→ **ABOUT THIS EXERCISE**:
Each line below should be set down again unchanged.

→ **RECORDS SUPPLIED**:
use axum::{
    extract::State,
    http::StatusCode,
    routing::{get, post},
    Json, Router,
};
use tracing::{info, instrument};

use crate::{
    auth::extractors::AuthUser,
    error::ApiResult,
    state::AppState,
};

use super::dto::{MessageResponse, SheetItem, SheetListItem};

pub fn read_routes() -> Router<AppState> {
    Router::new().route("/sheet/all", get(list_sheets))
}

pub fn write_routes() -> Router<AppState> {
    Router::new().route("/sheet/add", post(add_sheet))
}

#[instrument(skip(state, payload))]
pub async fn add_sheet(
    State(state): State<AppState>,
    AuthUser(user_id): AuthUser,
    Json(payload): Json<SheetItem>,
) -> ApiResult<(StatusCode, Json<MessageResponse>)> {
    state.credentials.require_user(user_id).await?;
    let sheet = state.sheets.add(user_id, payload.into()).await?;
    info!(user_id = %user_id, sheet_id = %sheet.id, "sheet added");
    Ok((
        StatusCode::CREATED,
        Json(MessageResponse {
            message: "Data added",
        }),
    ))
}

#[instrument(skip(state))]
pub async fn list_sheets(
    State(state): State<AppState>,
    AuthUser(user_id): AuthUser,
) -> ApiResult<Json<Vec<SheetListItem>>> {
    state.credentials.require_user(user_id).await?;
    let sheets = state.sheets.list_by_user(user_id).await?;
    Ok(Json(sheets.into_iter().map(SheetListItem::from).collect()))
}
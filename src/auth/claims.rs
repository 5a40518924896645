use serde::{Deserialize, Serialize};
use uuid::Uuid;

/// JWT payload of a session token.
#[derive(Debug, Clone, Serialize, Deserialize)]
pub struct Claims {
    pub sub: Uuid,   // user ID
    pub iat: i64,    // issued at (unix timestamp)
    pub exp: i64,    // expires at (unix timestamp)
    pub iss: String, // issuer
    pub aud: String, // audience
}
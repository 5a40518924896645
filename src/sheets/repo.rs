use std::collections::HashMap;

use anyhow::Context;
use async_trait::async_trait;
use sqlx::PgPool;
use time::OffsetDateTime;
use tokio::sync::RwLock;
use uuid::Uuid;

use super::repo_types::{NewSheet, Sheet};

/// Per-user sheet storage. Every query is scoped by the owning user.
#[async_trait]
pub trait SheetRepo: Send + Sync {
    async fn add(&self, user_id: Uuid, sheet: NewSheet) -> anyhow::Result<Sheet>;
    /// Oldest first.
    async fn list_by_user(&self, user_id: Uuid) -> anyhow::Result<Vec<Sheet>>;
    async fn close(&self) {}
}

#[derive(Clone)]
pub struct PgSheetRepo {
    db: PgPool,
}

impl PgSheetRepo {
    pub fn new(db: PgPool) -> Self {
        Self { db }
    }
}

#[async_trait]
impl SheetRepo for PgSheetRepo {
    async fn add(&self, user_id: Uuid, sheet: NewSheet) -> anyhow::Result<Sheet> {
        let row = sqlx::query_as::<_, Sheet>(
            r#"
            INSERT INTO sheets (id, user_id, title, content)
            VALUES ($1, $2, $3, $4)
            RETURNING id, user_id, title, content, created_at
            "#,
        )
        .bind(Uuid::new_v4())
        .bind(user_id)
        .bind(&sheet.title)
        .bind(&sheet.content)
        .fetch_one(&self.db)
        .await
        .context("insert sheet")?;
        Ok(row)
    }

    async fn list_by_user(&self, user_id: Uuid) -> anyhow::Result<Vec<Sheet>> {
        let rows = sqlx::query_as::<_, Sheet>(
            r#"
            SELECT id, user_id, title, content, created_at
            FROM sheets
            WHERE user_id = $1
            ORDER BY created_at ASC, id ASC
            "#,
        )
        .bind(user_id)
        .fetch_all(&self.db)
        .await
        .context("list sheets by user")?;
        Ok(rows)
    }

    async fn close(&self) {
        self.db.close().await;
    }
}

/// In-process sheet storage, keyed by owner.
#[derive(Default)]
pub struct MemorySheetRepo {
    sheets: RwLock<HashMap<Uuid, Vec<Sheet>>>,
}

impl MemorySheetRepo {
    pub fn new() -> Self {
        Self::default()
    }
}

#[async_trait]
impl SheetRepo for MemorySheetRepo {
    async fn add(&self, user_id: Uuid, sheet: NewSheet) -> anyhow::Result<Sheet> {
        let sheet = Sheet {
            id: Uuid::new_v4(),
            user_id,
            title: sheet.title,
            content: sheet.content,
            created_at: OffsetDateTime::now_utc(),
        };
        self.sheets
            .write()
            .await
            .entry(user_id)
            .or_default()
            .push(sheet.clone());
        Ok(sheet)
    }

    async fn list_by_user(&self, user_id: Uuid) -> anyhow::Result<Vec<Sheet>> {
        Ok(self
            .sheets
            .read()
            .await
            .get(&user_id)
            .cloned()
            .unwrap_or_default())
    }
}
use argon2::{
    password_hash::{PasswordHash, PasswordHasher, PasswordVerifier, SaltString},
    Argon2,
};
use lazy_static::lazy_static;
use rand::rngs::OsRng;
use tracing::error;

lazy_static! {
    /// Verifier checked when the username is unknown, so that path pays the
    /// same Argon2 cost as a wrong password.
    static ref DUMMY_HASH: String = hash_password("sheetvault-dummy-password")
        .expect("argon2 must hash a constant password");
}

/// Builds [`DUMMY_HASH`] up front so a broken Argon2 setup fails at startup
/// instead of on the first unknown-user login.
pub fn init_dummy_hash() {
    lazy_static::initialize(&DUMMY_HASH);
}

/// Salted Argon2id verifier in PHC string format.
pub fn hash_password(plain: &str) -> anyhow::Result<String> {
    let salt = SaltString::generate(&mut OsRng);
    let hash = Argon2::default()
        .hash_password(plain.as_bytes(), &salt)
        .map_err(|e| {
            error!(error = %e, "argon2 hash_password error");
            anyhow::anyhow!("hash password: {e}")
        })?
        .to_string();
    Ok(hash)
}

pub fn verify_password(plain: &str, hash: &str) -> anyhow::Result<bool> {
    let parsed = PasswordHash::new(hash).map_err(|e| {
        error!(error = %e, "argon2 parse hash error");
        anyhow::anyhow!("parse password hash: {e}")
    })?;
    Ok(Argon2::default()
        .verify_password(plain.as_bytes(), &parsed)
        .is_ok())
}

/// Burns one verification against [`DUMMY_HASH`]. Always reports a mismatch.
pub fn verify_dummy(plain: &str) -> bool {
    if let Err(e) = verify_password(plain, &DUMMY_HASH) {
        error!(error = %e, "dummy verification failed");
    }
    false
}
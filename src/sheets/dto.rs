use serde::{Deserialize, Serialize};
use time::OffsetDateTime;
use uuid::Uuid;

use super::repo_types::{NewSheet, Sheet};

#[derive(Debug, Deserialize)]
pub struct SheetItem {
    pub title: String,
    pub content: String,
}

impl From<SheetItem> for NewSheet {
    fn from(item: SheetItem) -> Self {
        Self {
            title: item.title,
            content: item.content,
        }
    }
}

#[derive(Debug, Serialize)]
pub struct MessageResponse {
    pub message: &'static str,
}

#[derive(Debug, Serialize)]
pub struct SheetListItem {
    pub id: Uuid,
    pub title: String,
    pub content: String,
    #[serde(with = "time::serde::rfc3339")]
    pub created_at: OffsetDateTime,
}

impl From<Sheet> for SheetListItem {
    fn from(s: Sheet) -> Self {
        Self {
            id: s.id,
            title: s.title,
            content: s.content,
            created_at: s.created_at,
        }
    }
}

→ **SOLUTION FOR THIS EXERCISE**:
use axum::{
    extract::State,
    http::StatusCode,
    routing::{get, post},
    Json, Router,
};
use tracing::{info, instrument};

use crate::{
    auth::extractors::AuthUser,
    error::ApiResult,
    state::AppState,
};

use super::dto::{MessageResponse, SheetItem, SheetListItem};

pub fn read_routes() -> Router<AppState> {
    Router::new().route("/sheet/all", get(list_sheets))
}

pub fn write_routes() -> Router<AppState> {
    Router::new().route("/sheet/add", post(add_sheet))
}

#[instrument(skip(state, payload))]
pub async fn add_sheet(
    State(state): State<AppState>,
    AuthUser(user_id): AuthUser,
    Json(payload): Json<SheetItem>,
) -> ApiResult<(StatusCode, Json<MessageResponse>)> {
    state.credentials.require_user(user_id).await?;
    let sheet = state.sheets.add(user_id, payload.into()).await?;
    info!(user_id = %user_id, sheet_id = %sheet.id, "sheet added");
    Ok((
        StatusCode::CREATED,
        Json(MessageResponse {
            message: "Data added",
        }),
    ))
}

#[instrument(skip(state))]
pub async fn list_sheets(
    State(state): State<AppState>,
    AuthUser(user_id): AuthUser,
) -> ApiResult<Json<Vec<SheetListItem>>> {
    state.credentials.require_user(user_id).await?;
    let sheets = state.sheets.list_by_user(user_id).await?;
    Ok(Json(sheets.into_iter().map(SheetListItem::from).collect()))
}
filename src/auth/claims.rs
repository 5a40518924896645
use serde::{Deserialize, Serialize};
use uuid::Uuid;

/// JWT payload of a session token.
#[derive(Debug, Clone, Serialize, Deserialize)]
pub struct Claims {
    pub sub: Uuid,   // user ID
    pub iat: i64,    // issued at (unix timestamp)
    pub exp: i64,    // expires at (unix timestamp)
    pub iss: String, // issuer
    pub aud: String, // audience
}
repository 5a40518924896645
filename src/sheets/repo.rs
use std::collections::HashMap;

use anyhow::Context;
use async_trait::async_trait;
use sqlx::PgPool;
use time::OffsetDateTime;
use tokio::sync::RwLock;
use uuid::Uuid;

use super::repo_types::{NewSheet, Sheet};

/// Per-user sheet storage. Every query is scoped by the owning user.
#[async_trait]
pub trait SheetRepo: Send + Sync {
    async fn add(&self, user_id: Uuid, sheet: NewSheet) -> anyhow::Result<Sheet>;
    /// Oldest first.
    async fn list_by_user(&self, user_id: Uuid) -> anyhow::Result<Vec<Sheet>>;
    async fn close(&self) {}
}

#[derive(Clone)]
pub struct PgSheetRepo {
    db: PgPool,
}

impl PgSheetRepo {
    pub fn new(db: PgPool) -> Self {
        Self { db }
    }
}

#[async_trait]
impl SheetRepo for PgSheetRepo {
    async fn add(&self, user_id: Uuid, sheet: NewSheet) -> anyhow::Result<Sheet> {
        let row = sqlx::query_as::<_, Sheet>(
            r#"
            INSERT INTO sheets (id, user_id, title, content)
            VALUES ($1, $2, $3, $4)
            RETURNING id, user_id, title, content, created_at
            "#,
        )
        .bind(Uuid::new_v4())
        .bind(user_id)
        .bind(&sheet.title)
        .bind(&sheet.content)
        .fetch_one(&self.db)
        .await
        .context("insert sheet")?;
        Ok(row)
    }

    async fn list_by_user(&self, user_id: Uuid) -> anyhow::Result<Vec<Sheet>> {
        let rows = sqlx::query_as::<_, Sheet>(
            r#"
            SELECT id, user_id, title, content, created_at
            FROM sheets
            WHERE user_id = $1
            ORDER BY created_at ASC, id ASC
            "#,
        )
        .bind(user_id)
        .fetch_all(&self.db)
        .await
        .context("list sheets by user")?;
        Ok(rows)
    }

    async fn close(&self) {
        self.db.close().await;
    }
}

/// In-process sheet storage, keyed by owner.
#[derive(Default)]
pub struct MemorySheetRepo {
    sheets: RwLock<HashMap<Uuid, Vec<Sheet>>>,
}

impl MemorySheetRepo {
    pub fn new() -> Self {
        Self::default()
    }
}

#[async_trait]
impl SheetRepo for MemorySheetRepo {
    async fn add(&self, user_id: Uuid, sheet: NewSheet) -> anyhow::Result<Sheet> {
        let sheet = Sheet {
            id: Uuid::new_v4(),
            user_id,
            title: sheet.title,
            content: sheet.content,
            created_at: OffsetDateTime::now_utc(),
        };
        self.sheets
            .write()
            .await
            .entry(user_id)
            .or_default()
            .push(sheet.clone());
        Ok(sheet)
    }

    async fn list_by_user(&self, user_id: Uuid) -> anyhow::Result<Vec<Sheet>> {
        Ok(self
            .sheets
            .read()
            .await
            .get(&user_id)
            .cloned()
            .unwrap_or_default())
    }
}
use argon2::{
    password_hash::{PasswordHash, PasswordHasher, PasswordVerifier, SaltString},
    Argon2,
};
use lazy_static::lazy_static;
use rand::rngs::OsRng;
use tracing::error;

lazy_static! {
    /// Verifier checked when the username is unknown, so that path pays the
    /// same Argon2 cost as a wrong password.
    static ref DUMMY_HASH: String = hash_password("sheetvault-dummy-password")
        .expect("argon2 must hash a constant password");
}

/// Builds [`DUMMY_HASH`] up front so a broken Argon2 setup fails at startup
/// instead of on the first unknown-user login.
pub fn init_dummy_hash() {
    lazy_static::initialize(&DUMMY_HASH);
}

/// Salted Argon2id verifier in PHC string format.
pub fn hash_password(plain: &str) -> anyhow::Result<String> {
    let salt = SaltString::generate(&mut OsRng);
    let hash = Argon2::default()
        .hash_password(plain.as_bytes(), &salt)
        .map_err(|e| {
            error!(error = %e, "argon2 hash_password error");
            anyhow::anyhow!("hash password: {e}")
        })?
        .to_string();
    Ok(hash)
}

pub fn verify_password(plain: &str, hash: &str) -> anyhow::Result<bool> {
    let parsed = PasswordHash::new(hash).map_err(|e| {
        error!(error = %e, "argon2 parse hash error");
        anyhow::anyhow!("parse password hash: {e}")
    })?;
    Ok(Argon2::default()
        .verify_password(plain.as_bytes(), &parsed)
        .is_ok())
}

/// Burns one verification against [`DUMMY_HASH`]. Always reports a mismatch.
pub fn verify_dummy(plain: &str) -> bool {
    if let Err(e) = verify_password(plain, &DUMMY_HASH) {
        error!(error = %e, "dummy verification failed");
    }
    false
}
filename src/sheets/dto.rs
use serde::{Deserialize, Serialize};
use time::OffsetDateTime;
use uuid::Uuid;

use super::repo_types::{NewSheet, Sheet};

#[derive(Debug, Deserialize)]
pub struct SheetItem {
    pub title: String,
    pub content: String,
}

impl From<SheetItem> for NewSheet {
    fn from(item: SheetItem) -> Self {
        Self {
            title: item.title,
            content: item.content,
        }
    }
}

#[derive(Debug, Serialize)]
pub struct MessageResponse {
    pub message: &'static str,
}

#[derive(Debug, Serialize)]
pub struct SheetListItem {
    pub id: Uuid,
    pub title: String,
    pub content: String,
    #[serde(with = "time::serde::rfc3339")]
    pub created_at: OffsetDateTime,
}

impl From<Sheet> for SheetListItem {
    fn from(s: Sheet) -> Self {
        Self {
            id: s.id,
            title: s.title,
            content: s.content,
            created_at: s.created_at,
        }
    }
}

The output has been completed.